That’s because this school — Walnut Park Elementary School in Gadsden, Alabama — didn’t have any victims except the would-be invader, who was shot dead by police after he tried and failed to bust into the building. Here’s how it all reportedly went down.
A passerby saw a man “aggressively” trying to get into the school building. When the man was unsuccessful, he tried several other doors, all of which were locked. The responsible observer called to report the man, the school principal put the building on lockdown and called in a police officer who doubles as the school resource officer, and that officer called for backup. If the reports are correct, the chain of command worked smoothly thanks to decisive action and quickly followed protocols.
The resource officer reportedly engaged the would-be invader, who then also allegedly attempted to forcefully enter a marked police vehicle and to take the officer’s gun. More police officers rushed to the scene to help, and the assailant was shot and killed. According to the city’s school superintendent, the schoolchildren who were there “seemed to be unaware the incident occurred.”
In other words, a man who “aggressively” tried to break into a school and take the firearm of a police officer was stopped because doors were properly locked and police officers acted bravely and urgently.
Hmm. That’s interesting. Because according to President Joe Biden, failed presidential candidate Beto O’Rourke, rom-com celebrity Matthew McConaughey, and late-night political scold Jimmy Kimmel, the only way to end the “carnage” of schoolchildren being murdered is to pass anti-gun laws or issue executive orders that radically infringe on the Second Amendment but are slapped with an innocuous “common-sense” qualifier so they don’t sound so bad.
Nothing else would do the trick, such people say — despite the fact that the Uvalde killer had no problem passing a background check, entered through an unlocked door, and faced little resistance from law enforcement for a disgustingly long time.
When Texas Sen. Ted Cruz responded to the Uvalde murder with calls for better school security in the form of locked doors and single-point entry, which could have prevented that killing, leftists and the corporate press ridiculed him for focusing on doors. “[S]enator Ted Cruz comes out bravely against doors,” scoffed The Atlantic’s Molly Jong-Fast on Twitter. “Are they really gonna make it about ‘too many doors on the school’? They are, aren’t they?” chimed in woke comedian Patton Oswalt.
Meanwhile, nobody on the left wants to talk about the criminal failures of the Uvalde police and the Department of Public Safety. That’s in part because if they had done their jobs rather than standing outside like cowards for the better part of an hour, lives undoubtedly would have been spared. It’s also because the implication of Democrats disarming responsible citizens is that the only remaining defense will be armed government employees, who may or may not have the courage to actually help anyone.
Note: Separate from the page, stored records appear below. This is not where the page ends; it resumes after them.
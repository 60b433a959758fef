use rand::Rng;
use tracing::{info, warn};
use uuid::Uuid;

use super::{
    dto::{MatchView, PartnerSummary},
    machine::{self, Command, Outcome},
    model::{Match, MatchAction, NewMatch},
    scorer::Compatibility,
    selector::find_compatible_match,
    store::StoreError,
    tasks,
};
use crate::{catalog::repo_types::Task, error::ApiError, state::AppState};

/// A newly created match with the compatibility that produced it.
#[derive(Debug, Clone)]
pub struct CreatedMatch {
    pub created: Match,
    pub compatibility: Compatibility,
}

/// Result of a participant action.
#[derive(Debug, Clone)]
pub struct ActionOutcome {
    /// `None` once the match has been dissolved.
    pub stored: Option<Match>,
    pub message: &'static str,
}

/// The match that keeps `user_id` from being paired again, under the
/// configured policy.
async fn blocking_match(state: &AppState, user_id: Uuid) -> Result<Option<Match>, ApiError> {
    let exclusive = state.config.matching.friend_quests_block_matching;
    let found = if exclusive {
        state.matches.find_current(user_id).await?
    } else {
        state.matches.find_live(user_id).await?
    };
    Ok(found.filter(|m| m.blocks_new_match(exclusive)))
}

/// Pair `requester_id` with their most compatible available counterpart.
pub async fn create_match<R: Rng + Send>(
    state: &AppState,
    requester_id: Uuid,
    rng: &mut R,
) -> Result<CreatedMatch, ApiError> {
    let policy = &state.config.matching;

    let requester = state
        .users
        .get_user(requester_id)
        .await?
        .ok_or(ApiError::NotFound("user"))?;

    if blocking_match(state, requester_id).await?.is_some() {
        return Err(ApiError::AlreadyMatched);
    }
    if requester.trait_ids.is_empty() {
        return Err(ApiError::NoTraits);
    }
    if state.rule.counterpart(requester.gender).is_none() {
        return Err(ApiError::InvalidGender);
    }

    for attempt in 1..=policy.create_attempts {
        let Some(found) = find_compatible_match(
            state.users.as_ref(),
            state.rule.as_ref(),
            &requester,
            policy.friend_quests_block_matching,
        )
        .await?
        else {
            return Err(ApiError::NoCandidates);
        };

        let pool = state
            .catalog
            .tasks_for_traits(&found.compatibility.shared)
            .await?;
        let task = tasks::pick_initial(&pool, rng).ok_or(ApiError::NoTasks)?;

        let new = NewMatch {
            participant_a: requester.id,
            participant_b: found.candidate.id,
            score: found.compatibility.score as i32,
            task_id: task.id,
        };
        match state.matches.create(new).await {
            Ok(created) => {
                info!(
                    match_id = %created.id,
                    requester = %requester.id,
                    partner = %found.candidate.id,
                    score = found.compatibility.score,
                    task_id = %created.task_id,
                    "match created"
                );
                return Ok(CreatedMatch {
                    created,
                    compatibility: found.compatibility,
                });
            }
            Err(StoreError::Conflict) => {
                if state.matches.find_live(requester_id).await?.is_some() {
                    return Err(ApiError::AlreadyMatched);
                }
                warn!(
                    attempt,
                    requester = %requester.id,
                    candidate = %found.candidate.id,
                    "candidate was claimed concurrently, selecting again"
                );
            }
            Err(e) => return Err(e.into()),
        }
    }
    Err(ApiError::NoCandidates)
}

pub async fn current_match(state: &AppState, user_id: Uuid) -> Result<Option<Match>, ApiError> {
    Ok(state.matches.find_current(user_id).await?)
}

pub async fn list_friends(state: &AppState, user_id: Uuid) -> Result<Vec<Match>, ApiError> {
    Ok(state.matches.list_friends(user_id).await?)
}

/// Every task reachable from the caller's traits.
async fn task_pool_for(state: &AppState, user_id: Uuid) -> Result<Vec<Task>, ApiError> {
    let user = state
        .users
        .get_user(user_id)
        .await?
        .ok_or(ApiError::NotFound("user"))?;
    let pool = state.catalog.tasks_for_traits(&user.trait_ids).await?;
    if pool.is_empty() {
        return Err(ApiError::NoTasks);
    }
    Ok(pool)
}

/// Apply `action` on behalf of `caller`, retrying when the row moved under us.
pub async fn apply_action<R: Rng + Send>(
    state: &AppState,
    match_id: Uuid,
    caller: Uuid,
    action: MatchAction,
    proof_url: Option<&str>,
    rng: &mut R,
) -> Result<ActionOutcome, ApiError> {
    let attempts = state.config.matching.transition_attempts;
    let mut pool: Option<Vec<Task>> = None;

    for attempt in 1..=attempts {
        let current = state
            .matches
            .get(match_id)
            .await?
            .ok_or(ApiError::NotFound("match"))?;
        if !current.has_participant(caller) {
            return Err(ApiError::Unauthorized(
                "not a participant of this match".into(),
            ));
        }
        if action == MatchAction::AssignTask && pool.is_none() {
            pool = Some(task_pool_for(state, caller).await?);
        }

        let cmd = match action {
            MatchAction::RequestFriend => Command::RequestFriend,
            MatchAction::AcceptFriend => Command::AcceptFriend,
            MatchAction::DeclineFriend => Command::DeclineFriend,
            MatchAction::PartWays => Command::PartWays,
            MatchAction::StartTask => Command::StartTask,
            MatchAction::CompleteTask => Command::CompleteTask {
                proof_url: proof_url.unwrap_or_default(),
            },
            MatchAction::AssignTask => Command::AssignTask {
                pool: pool.as_deref().unwrap_or_default(),
            },
        };
        let outcome = machine::transition(&current, caller, &cmd, rng)?;
        if let Outcome::Update(next) = &outcome {
            ensure_exclusive(state, &current, next).await?;
        }

        match state.matches.commit(&current, outcome).await {
            Ok(stored) => {
                match &stored {
                    Some(m) => info!(
                        %match_id,
                        %caller,
                        action = %action,
                        status = m.status.db_name(),
                        task_status = m.task_status.as_str(),
                        "match updated"
                    ),
                    None => info!(%match_id, %caller, action = %action, "match dissolved"),
                }
                let message = message_for(action, stored.as_ref());
                return Ok(ActionOutcome { stored, message });
            }
            Err(StoreError::Stale) => {
                warn!(attempt, %match_id, action = %action, "match changed concurrently, retrying");
            }
            Err(e) => return Err(e.into()),
        }
    }
    Err(StoreError::Stale.into())
}

/// Under the exclusive policy a match that starts blocking again (a finished
/// friendship getting a new quest, or reopening a friend request) must not
/// leave either participant with a second blocking match.
async fn ensure_exclusive(state: &AppState, before: &Match, after: &Match) -> Result<(), ApiError> {
    let exclusive = state.config.matching.friend_quests_block_matching;
    if !exclusive || before.blocks_new_match(exclusive) || !after.blocks_new_match(exclusive) {
        return Ok(());
    }
    for participant in [after.participant_a, after.participant_b] {
        if let Some(other) = state.matches.find_current(participant).await? {
            if other.id != after.id {
                warn!(
                    match_id = %after.id,
                    %participant,
                    other = %other.id,
                    "participant is busy elsewhere"
                );
                return Err(ApiError::Conflict(
                    "a participant already has another ongoing match".into(),
                ));
            }
        }
    }
    Ok(())
}

fn message_for(action: MatchAction, stored: Option<&Match>) -> &'static str {
    use super::model::MatchStatus;

    match (action, stored) {
        (_, None) => "connection severed",
        (MatchAction::RequestFriend, Some(m)) if m.status == MatchStatus::Friend => {
            "mutual connection, added to your friends"
        }
        (MatchAction::RequestFriend, _) => "friend request sent, waiting for your match",
        (MatchAction::AcceptFriend, _) => "friendship finalized",
        (MatchAction::StartTask, _) => "quest started",
        (MatchAction::CompleteTask, _) => "quest complete",
        (MatchAction::AssignTask, _) => "new shared quest assigned",
        (MatchAction::DeclineFriend | MatchAction::PartWays, Some(_)) => "connection severed",
    }
}

/// Shape `m` for `viewer`: resolves the task and the other participant.
pub async fn render(state: &AppState, m: Match, viewer: Uuid) -> Result<MatchView, ApiError> {
    let task = state.catalog.get_task(m.task_id).await?;
    let partner = match m.partner_of(viewer) {
        Some(id) => state
            .users
            .get_user(id)
            .await?
            .map(|u| PartnerSummary {
                id: u.id,
                name: u.name,
                age: u.age,
            }),
        None => None,
    };
    Ok(MatchView {
        id: m.id,
        status: m.status,
        score: m.score,
        task,
        task_status: m.task_status,
        task_proof_url: m.task_proof_url,
        partner,
        created_at: m.created_at,
        updated_at: m.updated_at,
    })
}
Thankfully, in Alabama on Thursday, police did have that courage, and lives were saved because of it. But Democrats and their media lapdogs won’t speak a word of Walnut Park Elementary because it obliterates their gun “do somethingism.”
It turns out we don’t need celebrity lectures and sweeping gun control to keep schoolchildren safe. We just need locked doors and adults who do their dang jobs.
Kylee Zempel is an assistant editor at The Federalist. She previously worked as the copy editor for the Washington Examiner magazine and as an editor and producer at National Geographic. She holds a B.S. in Communication Arts/Speech and an A.S. in Criminal Justice and writes on topics including feminism and gender issues, religious liberty, and criminal justice. Follow her on Twitter @kyleezempel.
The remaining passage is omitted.